Exercise prompt:
Leave out every line before the one containing "at page alignment.", and set down that line and the rest through the end of the listing exactly.
Segment Start: Entries supplied
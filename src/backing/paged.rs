use core::alloc::Layout;
use core::ptr::NonNull;

use crate::alloc::alloc;
use crate::alloc::dealloc;
use crate::backing::BackingAlloc;

/// The page size assumed for page-granular backing requests.
pub const PAGE_SIZE: usize = 4096;

/// Page-granular, zeroed backing storage.
///
/// Models hosts that hand out memory in whole pages: every request is
/// rounded up to a multiple of [`PAGE_SIZE`], aligned to a page boundary,
/// and zero-filled before being returned. Useful when the slot array must
/// be mappable or pinned page-by-page.
#[derive(Clone, Copy, Debug)]
#[non_exhaustive]
pub struct Paged;

impl Paged {
  /// Rounds `layout` up to whole pages at page alignment.
  ///
  /// Returns [`None`] when the padded size is not representable.
  #[inline]
  fn page_layout(layout: Layout) -> Option<Layout> {
    if layout.align() > PAGE_SIZE {
      return None;
    }

    let size: usize = layout.size().checked_next_multiple_of(PAGE_SIZE)?;

    Layout::from_size_align(size, PAGE_SIZE).ok()
  }
}

// SAFETY: Blocks are page-aligned and at least as large as the requested
// layout; `page_layout` is deterministic, so `dealloc` reconstructs the exact
// layout used at allocation time.
unsafe impl BackingAlloc for Paged {
  #[inline]
  fn alloc(layout: Layout) -> Option<NonNull<u8>> {
    debug_assert!(layout.size() > 0);

    let padded: Layout = Self::page_layout(layout)?;

    // SAFETY: `padded` has non-zero size since `layout` does and the size is
    // only rounded up.
    let raw: *mut u8 = unsafe { alloc(padded) };
    let ptr: NonNull<u8> = NonNull::new(raw)?;

    // SAFETY: The block spans `padded.size()` writable bytes.
    unsafe {
      ptr.write_bytes(0, padded.size());
    }

    Some(ptr)
  }

  #[inline]
  unsafe fn dealloc(ptr: NonNull<u8>, layout: Layout) {
    let Some(padded) = Self::page_layout(layout) else {
      // `alloc` would have rejected this layout, so no block can exist.
      return;
    };

    // SAFETY: Caller contract requires `ptr` to originate from `Self::alloc`
    // with the same `layout`; `page_layout` reproduces the padded layout the
    // block was allocated with.
    unsafe {
      dealloc(ptr.as_ptr(), padded);
    }
  }
}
Segment End: Entries supplied
Final answer:
  /// Rounds `layout` up to whole pages at page alignment.
  ///
  /// Returns [`None`] when the padded size is not representable.
  #[inline]
  fn page_layout(layout: Layout) -> Option<Layout> {
    if layout.align() > PAGE_SIZE {
      return None;
    }

    let size: usize = layout.size().checked_next_multiple_of(PAGE_SIZE)?;

    Layout::from_size_align(size, PAGE_SIZE).ok()
  }
}

// SAFETY: Blocks are page-aligned and at least as large as the requested
// layout; `page_layout` is deterministic, so `dealloc` reconstructs the exact
// layout used at allocation time.
unsafe impl BackingAlloc for Paged {
  #[inline]
  fn alloc(layout: Layout) -> Option<NonNull<u8>> {
    debug_assert!(layout.size() > 0);

    let padded: Layout = Self::page_layout(layout)?;

    // SAFETY: `padded` has non-zero size since `layout` does and the size is
    // only rounded up.
    let raw: *mut u8 = unsafe { alloc(padded) };
    let ptr: NonNull<u8> = NonNull::new(raw)?;

    // SAFETY: The block spans `padded.size()` writable bytes.
    unsafe {
      ptr.write_bytes(0, padded.size());
    }

    Some(ptr)
  }

  #[inline]
  unsafe fn dealloc(ptr: NonNull<u8>, layout: Layout) {
    let Some(padded) = Self::page_layout(layout) else {
      // `alloc` would have rejected this layout, so no block can exist.
      return;
    };

    // SAFETY: Caller contract requires `ptr` to originate from `Self::alloc`
    // with the same `layout`; `page_layout` reproduces the padded layout the
    // block was allocated with.
    unsafe {
      dealloc(ptr.as_ptr(), padded);
    }
  }
}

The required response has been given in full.